What is required.
Restate word for word the lines of the records below, starting at the line that contains "let bw = w2 - w1;" and ending at the line that contains "let z = bilinear(s);", with both of those lines included and nothing else.

Input data.
=== Section Start ===

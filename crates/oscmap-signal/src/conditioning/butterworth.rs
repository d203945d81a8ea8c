//! Zero-phase Butterworth filtering in second-order sections.
//!
//! Filters are designed digitally: analog prototype poles are pre-warped,
//! frequency-transformed, and mapped through the bilinear transform, then
//! grouped into biquads. Filtering runs forward and backward over an
//! odd-extended copy of the signal, each pass starting from the steady-state
//! section states, so the result has zero phase and no start-up transient.
//!
//! Cutoffs are normalized to the Nyquist frequency (`0 < w < 1`).
//!
//! # References
//! - Oppenheim & Schafer, "Discrete-Time Signal Processing", 3rd ed., §7.1
//! - Gustafsson (1996), "Determining the initial states in forward-backward
//!   filtering", IEEE Trans. Signal Processing 44(4)

use std::f64::consts::PI;

use ndarray::Array1;
use num_complex::Complex64;
use oscmap_core::{CoreError, CoreResult, InputError};

/// Prototype order used by [`bandpass`] and [`lowpass`].
pub const BUTTERWORTH_ORDER: usize = 6;

/// Bilinear transform constant `2·fs` with `fs = 2` (Nyquist-normalized).
const BILINEAR_K: f64 = 4.0;

/// One biquad `b0 + b1 z⁻¹ + b2 z⁻²` over `1 + a1 z⁻¹ + a2 z⁻²`.
#[derive(Debug, Clone, Copy, PartialEq)]
pub struct Biquad {
    /// Numerator coefficients
    pub b: [f64; 3],
    /// Denominator coefficients `a1, a2` (`a0 = 1`)
    pub a: [f64; 2],
}

impl Biquad {
    fn from_poles(b: [f64; 3], z1: Complex64, z2: Complex64) -> Self {
        Self {
            b,
            a: [-(z1 + z2).re, (z1 * z2).re],
        }
    }

    fn response(&self, w: f64) -> Complex64 {
        let z1 = Complex64::from_polar(1.0, -w);
        let z2 = z1 * z1;
        let num = self.b[0] + z1 * self.b[1] + z2 * self.b[2];
        let den = 1.0 + z1 * self.a[0] + z2 * self.a[1];
        num / den
    }

    fn scale(&mut self, g: f64) {
        for b in &mut self.b {
            *b *= g;
        }
    }

    /// Direct-form II transposed steady-state state for a unit step input.
    fn step_state(&self) -> [f64; 2] {
        let gain = self.dc_gain();
        let z1 = self.b[2] - self.a[1] * gain;
        let z0 = self.b[1] - self.a[0] * gain + z1;
        [z0, z1]
    }

    fn dc_gain(&self) -> f64 {
        (self.b[0] + self.b[1] + self.b[2]) / (1.0 + self.a[0] + self.a[1])
    }
}

/// A cascade of [`Biquad`] sections.
#[derive(Debug, Clone, PartialEq)]
pub struct SosFilter {
    sections: Vec<Biquad>,
}

/// Analog Butterworth prototype poles with non-negative imaginary part.
fn prototype_poles(order: usize) -> Vec<Complex64> {
    #[allow(clippy::cast_precision_loss)]
    let n = order as f64;
    (0..(order + 1) / 2)
        .map(|k| {
            #[allow(clippy::cast_precision_loss)]
            let theta = PI * (2.0 * k as f64 + n + 1.0) / (2.0 * n);
            let p = Complex64::from_polar(1.0, theta);
            if (theta - PI).abs() < 1e-12 {
                Complex64::new(-1.0, 0.0)
            } else {
                p
            }
        })
        .collect()
}

fn bilinear(s: Complex64) -> Complex64 {
    (BILINEAR_K + s) / (BILINEAR_K - s)
}

fn prewarp(w: f64) -> f64 {
    BILINEAR_K * (PI * w / 2.0).tan()
}

fn check_cutoff(name: &'static str, w: f64) -> CoreResult<()> {
    if !(w.is_finite() && w > 0.0 && w < 1.0) {
        return Err(CoreError::configuration(
            name,
            format!("normalized cutoff must be in (0, 1), got {w}"),
        ));
    }
    Ok(())
}

impl SosFilter {
    /// Butterworth lowpass of the given order with cutoff `wn`.
    ///
    /// # Errors
    ///
    /// Returns [`CoreError::Configuration`] if `order` is zero or `wn` is not
    /// in `(0, 1)`.
    pub fn butter_lowpass(order: usize, wn: f64) -> CoreResult<Self> {
        if order == 0 {
            return Err(CoreError::configuration("order", "must be > 0"));
        }
        check_cutoff("lowpass cutoff", wn)?;
        let warped = prewarp(wn);

        let sections = prototype_poles(order)
            .into_iter()
            .map(|p| {
                let zp = bilinear(p * warped);
                let mut sec = if p.im.abs() < 1e-12 {
                    Biquad {
                        b: [1.0, 1.0, 0.0],
                        a: [-zp.re, 0.0],
                    }
                } else {
                    Biquad::from_poles([1.0, 2.0, 1.0], zp, zp.conj())
                };
                sec.scale(1.0 / sec.dc_gain());
                sec
            })
            .collect();
        Ok(Self { sections })
    }

    /// Butterworth bandpass from a prototype of the given order, giving a
    /// filter of order `2 * order`, with passband `low..high`.
    ///
    /// # Errors
    ///
    /// Returns [`CoreError::Configuration`] if `order` is zero or the band is
    /// not `0 < low < high < 1`.
    pub fn butter_bandpass(order: usize, low: f64, high: f64) -> CoreResult<Self> {
        if order == 0 {
            return Err(CoreError::configuration("order", "must be > 0"));
        }
        check_cutoff("bandpass low cutoff", low)?;
        check_cutoff("bandpass high cutoff", high)?;
        if low >= high {
            return Err(CoreError::configuration(
                "bandpass cutoffs",
                format!("low {low} must be below high {high}"),
            ));
        }
        let (w1, w2) = (prewarp(low), prewarp(high));
        let bw = w2 - w1;
        let w0 = (w1 * w2).sqrt();
        let center = 2.0 * (w0 / BILINEAR_K).atan();

        let mut sections = Vec::with_capacity(order);
        for p in prototype_poles(order) {
            let half = p * (bw / 2.0);
            let root = (half * half - w0 * w0).sqrt();
            let (s1, s2) = (half + root, half - root);
            if p.im.abs() < 1e-12 {
                sections.push(Biquad::from_poles(
                    [1.0, 0.0, -1.0],
                    bilinear(s1),
                    bilinear(s2),
                ));
            } else {
                for s in [s1, s2] {
                    let z = bilinear(s);
                    sections.push(Biquad::from_poles([1.0, 0.0, -1.0], z, z.conj()));
                }
            }
        }
        for sec in &mut sections {
            let g = sec.response(center).norm();
            sec.scale(1.0 / g);
        }
        let mut filter = Self { sections };
        if filter.response(center).re < 0.0 {
            filter.sections[0].scale(-1.0);
        }
        Ok(filter)
    }

    /// Returns the sections.
    #[must_use]
    pub fn sections(&self) -> &[Biquad] {
        &self.sections
    }

    /// Complex frequency response at normalized angular frequency `w`
    /// (radians per sample).
    #[must_use]
    pub fn response(&self, w: f64) -> Complex64 {
        self.sections
            .iter()
            .fold(Complex64::new(1.0, 0.0), |acc, s| acc * s.response(w))
    }

    /// Steady-state section states for a unit step input.
    #[must_use]
    pub fn initial_states(&self) -> Vec<[f64; 2]> {
        let mut scale = 1.0;
        self.sections
            .iter()
            .map(|s| {
                let st = s.step_state();
                let out = [st[0] * scale, st[1] * scale];
                scale *= s.dc_gain();
                out
            })
            .collect()
    }

    /// Runs the cascade over `x` starting from `states`.
    #[must_use]
    pub fn filter_with_states(&self, x: &[f64], mut states: Vec<[f64; 2]>) -> Vec<f64> {
        let mut y = x.to_vec();
        for (sec, z) in self.sections.iter().zip(states.iter_mut()) {
            for v in &mut y {
                let input = *v;
                let out = sec.b[0] * input + z[0];
                z[0] = sec.b[1] * input - sec.a[0] * out + z[1];
                z[1] = sec.b[2] * input - sec.a[1] * out;
                *v = out;
            }
        }
        y
    }

    /// Edge padding used by [`Self::filtfilt`].
    #[must_use]
    pub fn pad_len(&self) -> usize {
        let trivial_b = self.sections.iter().filter(|s| s.b[2] == 0.0).count();
        let trivial_a = self.sections.iter().filter(|s| s.a[1] == 0.0).count();
        3 * (2 * self.sections.len() + 1 - trivial_b.min(trivial_a))
    }

    /// Zero-phase forward-backward filtering.
    ///
    /// # Errors
    ///
    /// Returns [`InputError::InsufficientSamples`] if the signal is not longer
    /// than [`Self::pad_len`].
    pub fn filtfilt(&self, x: &Array1<f64>) -> CoreResult<Array1<f64>> {
        let pad = self.pad_len();
        let n = x.len();
        if n <= pad {
            return Err(InputError::InsufficientSamples {
                required: pad + 1,
                available: n,
            }
            .into());
        }

        let (first, last) = (x[0], x[n - 1]);
        let mut ext = Vec::with_capacity(n + 2 * pad);
        ext.extend((1..=pad).rev().map(|i| 2.0 * first - x[i]));
        ext.extend(x.iter().copied());
        ext.extend((1..=pad).map(|i| 2.0 * last - x[n - 1 - i]));

        let zi = self.initial_states();
        let scaled = |v: f64| zi.iter().map(|z| [z[0] * v, z[1] * v]).collect::<Vec<_>>();

        let forward = self.filter_with_states(&ext, scaled(ext[0]));
        let mut reversed: Vec<f64> = forward.into_iter().rev().collect();
        let y0 = reversed[0];
        reversed = self.filter_with_states(&reversed, scaled(y0));
        reversed.reverse();

        Ok(Array1::from(reversed[pad..pad + n].to_vec()))
    }
}

/// Sixth-order zero-phase Butterworth bandpass with Nyquist-normalized
/// cutoffs.
///
/// # Errors
///
/// See [`SosFilter::butter_bandpass`] and [`SosFilter::filtfilt`].
pub fn bandpass_normalized(data: &Array1<f64>, low: f64, high: f64) -> CoreResult<Array1<f64>> {
    SosFilter::butter_bandpass(BUTTERWORTH_ORDER, low, high)?.filtfilt(data)
}

/// Sixth-order zero-phase Butterworth lowpass with a Nyquist-normalized
/// cutoff.
///
/// # Errors
///
/// See [`SosFilter::butter_lowpass`] and [`SosFilter::filtfilt`].
pub fn lowpass_normalized(data: &Array1<f64>, high: f64) -> CoreResult<Array1<f64>> {
    SosFilter::butter_lowpass(BUTTERWORTH_ORDER, high)?.filtfilt(data)
}

/// Bandpass with cutoffs in Hz for a signal sampled at `fs` Hz.
///
/// # Errors
///
/// See [`bandpass_normalized`].
pub fn bandpass(
    data: &Array1<f64>,
    lowcut_hz: f64,
    highcut_hz: f64,
    fs: f64,
) -> CoreResult<Array1<f64>> {
    let nyq = 0.5 * fs;
    bandpass_normalized(data, lowcut_hz / nyq, highcut_hz / nyq)
}

/// Lowpass with cutoff in Hz for a signal sampled at `fs` Hz.
///
/// # Errors
///
/// See [`lowpass_normalized`].
pub fn lowpass(data: &Array1<f64>, highcut_hz: f64, fs: f64) -> CoreResult<Array1<f64>> {
    lowpass_normalized(data, highcut_hz / (0.5 * fs))
}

=== Section End ===

Response to this task.
        let bw = w2 - w1;
        let w0 = (w1 * w2).sqrt();
        let center = 2.0 * (w0 / BILINEAR_K).atan();

        let mut sections = Vec::with_capacity(order);
        for p in prototype_poles(order) {
            let half = p * (bw / 2.0);
            let root = (half * half - w0 * w0).sqrt();
            let (s1, s2) = (half + root, half - root);
            if p.im.abs() < 1e-12 {
                sections.push(Biquad::from_poles(
                    [1.0, 0.0, -1.0],
                    bilinear(s1),
                    bilinear(s2),
                ));
            } else {
                for s in [s1, s2] {
                    let z = bilinear(s);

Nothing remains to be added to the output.